May 13, 2007|Gordon Edes, Globe Staff

If your attention lagged a time or two yesterday afternoon while the Red Sox were beating on the Orioles, 13-4, you weren't alone. Even the Sox acknowledge their win was hardly a four-hour-and-four-minute exercise in nonstop excitement.

"Terrible," third baseman Mike Lowell said of the game's flow. "It just wasn't a good pace.

"But you're not always going to have a nice-paced game. It's better that you win. I'll take a slow-paced game with a win rather than a great-paced game and lose."

When it mattered most, the Sox clearly were paying attention. After Curt Schilling uncharacteristically squandered a 4-1 lead in the sixth at the only juncture in the game striking for its suddenness -- the Orioles loaded the bases on just three pitches, Schilling giving up three straight singles, and all three runners eventually scored -- the Sox scored nine unanswered runs in their last three at-bats.

They were ably assisted by an Orioles pitching staff that heaved 209 pitches, only slightly more than half of which were identified as strikes (114). Jason Varitek was hit by a pitch by Jon Leicester to open the sixth and came around to score the go-ahead run on Kevin Youkilis's two-out single. Leicester then walked the bases loaded to start the seventh, misfiring on 14 of 16 pitches, before clutching the back of his shoulder in pain. He left with what was called a strain.

While Javier Lopez and Hideki Okajima succeeded in rescuing Schilling, Orioles reliever Todd Williams could not escape the hot bat of Alex Cora, who delivered a two-out, two-run pinch single after Coco Crisp's ground ball had brought home one run. Sox pinch hitters had been called upon 18 previous times by manager Terry Francona, and not one had returned to the dugout having produced a run. Cora knocked in two.

The Sox piled on for five more runs in the eighth, helped by some sloppy Orioles fielding. Williams took a 9.45 ERA back to the team's hotel. He'd begun the day at 3.60.
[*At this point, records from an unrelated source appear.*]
//! Named axes and the label sets that index them.
//!
//! Every array in a model build (parameters, variable grids, constraint rows)
//! is aligned through the same [`Coordinates`]: one [`Index`] per
//! [`Dimension`], shared by everyone. A [`Shape`] is an ordered subset of
//! those axes, and a [`Point`] addresses one cell of any shape by holding a
//! position per axis. Positions for axes a shape does not use are ignored,
//! which is what lets a per-generator scalar and a per-(scenario, time,
//! generator) profile be read with the same point.

use crate::error::{ModelError, ModelResult};
use serde::{Deserialize, Serialize};
use std::collections::{BTreeMap, HashMap};
use std::fmt;

/// A named axis of the model.
#[derive(
    Debug, Clone, Copy, PartialEq, Eq, Hash, PartialOrd, Ord, Serialize, Deserialize,
)]
#[serde(rename_all = "snake_case")]
pub enum Dimension {
    Scenario,
    Time,
    Generator,
    Battery,
    Load,
    Market,
}

impl Dimension {
    pub const ALL: [Dimension; 6] = [
        Dimension::Scenario,
        Dimension::Time,
        Dimension::Generator,
        Dimension::Battery,
        Dimension::Load,
        Dimension::Market,
    ];

    pub fn ordinal(self) -> usize {
        match self {
            Dimension::Scenario => 0,
            Dimension::Time => 1,
            Dimension::Generator => 2,
            Dimension::Battery => 3,
            Dimension::Load => 4,
            Dimension::Market => 5,
        }
    }

    pub fn as_str(self) -> &'static str {
        match self {
            Dimension::Scenario => "scenario",
            Dimension::Time => "time",
            Dimension::Generator => "generator",
            Dimension::Battery => "battery",
            Dimension::Load => "load",
            Dimension::Market => "market",
        }
    }

    /// True for the axes that enumerate portfolio members.
    pub fn is_asset(self) -> bool {
        !matches!(self, Dimension::Scenario | Dimension::Time)
    }
}

impl fmt::Display for Dimension {
    fn fmt(&self, f: &mut fmt::Formatter<'_>) -> fmt::Result {
        f.write_str(self.as_str())
    }
}

/// Ordered, unique labels for exactly one axis.
#[derive(Debug, Clone, PartialEq, Eq)]
pub struct Index {
    dimension: Dimension,
    labels: Vec<String>,
    positions: HashMap<String, usize>,
}

impl Index {
    /// Fails with [`ModelError::DuplicateLabel`] on the first repeated label.
    pub fn new<I, S>(dimension: Dimension, labels: I) -> ModelResult<Self>
    where
        I: IntoIterator<Item = S>,
        S: Into<String>,
    {
        let mut positions = HashMap::new();
        let mut ordered = Vec::new();
        for label in labels {
            let label = label.into();
            if positions.insert(label.clone(), ordered.len()).is_some() {
                return Err(ModelError::DuplicateLabel { dimension, label });
            }
            ordered.push(label);
        }
        Ok(Self {
            dimension,
            labels: ordered,
            positions,
        })
    }

    pub fn dimension(&self) -> Dimension {
        self.dimension
    }

    pub fn labels(&self) -> &[String] {
        &self.labels
    }

    pub fn len(&self) -> usize {
        self.labels.len()
    }

    pub fn is_empty(&self) -> bool {
        self.labels.is_empty()
    }

    pub fn label(&self, position: usize) -> Option<&str> {
        self.labels.get(position).map(String::as_str)
    }

    pub fn position(&self, label: &str) -> Option<usize> {
        self.positions.get(label).copied()
    }

    /// Like [`Index::position`] but reports a miss as [`ModelError::UnknownLabel`].
    pub fn require(&self, label: &str) -> ModelResult<usize> {
        self.position(label).ok_or_else(|| ModelError::UnknownLabel {
            dimension: self.dimension,
            label: label.to_string(),
        })
    }
}

/// A cell address: at most one position per axis.
#[derive(Debug, Clone, Copy, Default, PartialEq, Eq, Hash)]
pub struct Point {
    slots: [Option<usize>; 6],
}

impl Point {
    pub fn new() -> Self {
        Self::default()
    }

    pub fn with(mut self, dimension: Dimension, position: usize) -> Self {
        self.slots[dimension.ordinal()] = Some(position);
        self
    }

    pub fn set(&mut self, dimension: Dimension, position: usize) {
        self.slots[dimension.ordinal()] = Some(position);
    }

    pub fn get(&self, dimension: Dimension) -> Option<usize> {
        self.slots[dimension.ordinal()]
    }

    /// Position on `dimension`, or 0 when the point does not carry that axis.
    pub fn position(&self, dimension: Dimension) -> usize {
        self.get(dimension).unwrap_or(0)
    }
}

/// Ordered axes and their sizes; values laid out row-major.
#[derive(Debug, Clone, PartialEq, Eq, Default)]
pub struct Shape {
    dims: Vec<Dimension>,
    sizes: Vec<usize>,
}

impl Shape {
    /// Zero-dimensional shape holding a single value.
    pub fn scalar() -> Self {
        Self::default()
    }

    pub fn from_pairs(pairs: &[(Dimension, usize)]) -> Self {
        Self {
            dims: pairs.iter().map(|(d, _)| *d).collect(),
            sizes: pairs.iter().map(|(_, n)| *n).collect(),
        }
    }

    pub fn dims(&self) -> &[Dimension] {
        &self.dims
    }

    pub fn sizes(&self) -> &[usize] {
        &self.sizes
    }

    pub fn size_of(&self, dimension: Dimension) -> Option<usize> {
        self.dims
            .iter()
            .position(|d| *d == dimension)
            .map(|i| self.sizes[i])
    }

    pub fn contains(&self, dimension: Dimension) -> bool {
        self.dims.contains(&dimension)
    }

    pub fn len(&self) -> usize {
        self.sizes.iter().product()
    }

    pub fn is_empty(&self) -> bool {
        self.len() == 0
    }

    /// Flat row-major offset of `point`, or `None` when the point lacks one of
    /// this shape's axes or lies outside it.
    pub fn offset(&self, point: &Point) -> Option<usize> {
        let mut offset = 0;
        for (dim, size) in self.dims.iter().zip(&self.sizes) {
            let pos = point.get(*dim)?;
            if pos >= *size {
                return None;
            }
            offset = offset * size + pos;
        }
        Some(offset)
    }

    /// Inverse of [`Shape::offset`].
    pub fn point_at(&self, mut offset: usize) -> Point {
        let mut point = Point::new();
        for (dim, size) in self.dims.iter().zip(&self.sizes).rev() {
            point.set(*dim, offset % size);
            offset /= size;
        }
        point
    }

    /// All cells in row-major order.
    pub fn points(&self) -> impl Iterator<Item = Point> + '_ {
        (0..self.len()).map(move |offset| self.point_at(offset))
    }
}

/// The single source of truth for every axis in one build.
#[derive(Debug, Clone, Default)]
pub struct Coordinates {
    indexes: BTreeMap<Dimension, Index>,
}

impl Coordinates {
    pub fn new() -> Self {
        Self::default()
    }

    /// Registers an axis; a second index for the same dimension is rejected.
    pub fn insert(&mut self, index: Index) -> ModelResult<()> {
        let dimension = index.dimension();
        if self.indexes.contains_key(&dimension) {
            return Err(ModelError::DuplicateDimension(dimension));
        }
        self.indexes.insert(dimension, index);
        Ok(())
    }

    pub fn get(&self, dimension: Dimension) -> Option<&Index> {
        self.indexes.get(&dimension)
    }

    pub fn index(&self, dimension: Dimension) -> ModelResult<&Index> {
        self.get(dimension)
            .ok_or(ModelError::MissingAssetClass(dimension))
    }

    /// True when the axis exists and has at least one label.
    pub fn has(&self, dimension: Dimension) -> bool {
        self.get(dimension).is_some_and(|index| !index.is_empty())
    }

    pub fn len(&self, dimension: Dimension) -> usize {
        self.get(dimension).map_or(0, Index::len)
    }

    pub fn label(&self, dimension: Dimension, position: usize) -> &str {
        self.get(dimension)
            .and_then(|index| index.label(position))
            .unwrap_or("")
    }

    pub fn shape(&self, dims: &[Dimension]) -> ModelResult<Shape> {
        let mut pairs = Vec::with_capacity(dims.len());
        for dim in dims {
            pairs.push((*dim, self.index(*dim)?.len()));
        }
        Ok(Shape::from_pairs(&pairs))
    }

    /// `{dimension -> labels}` for every registered axis.
    pub fn coordinates(&self) -> BTreeMap<Dimension, Vec<String>> {
        self.indexes
            .iter()
            .map(|(dim, index)| (*dim, index.labels().to_vec()))
            .collect()
    }

    /// Human-readable `label,label,...` for a point over the given axes.
    pub fn describe(&self, dims: &[Dimension], point: &Point) -> String {
        dims.iter()
            .map(|dim| self.label(*dim, point.position(*dim)))
            .collect::<Vec<_>>()
            .join(",")
    }
}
Cora, who remained in the game at second, had an infield hit in that rally, and is now batting .475 (19 for 40) in his last 16 games. He politely declined to pick the winning numbers in last night's lottery drawing, though Lowell objected to the invitation even being posed to him.

"That would means he's lucky," Lowell said of Cora, who also pulled a sleight-of-hand double play with Julio Lugo when the Orioles were making noises about mounting one more comeback with back-to-back singles off Okajima to start the eighth.

"[Cora's] on a good roll," Lowell said, "but he's putting together good at-bats. Sometimes you create your own good luck, and he's doing a really good job with his at-bats."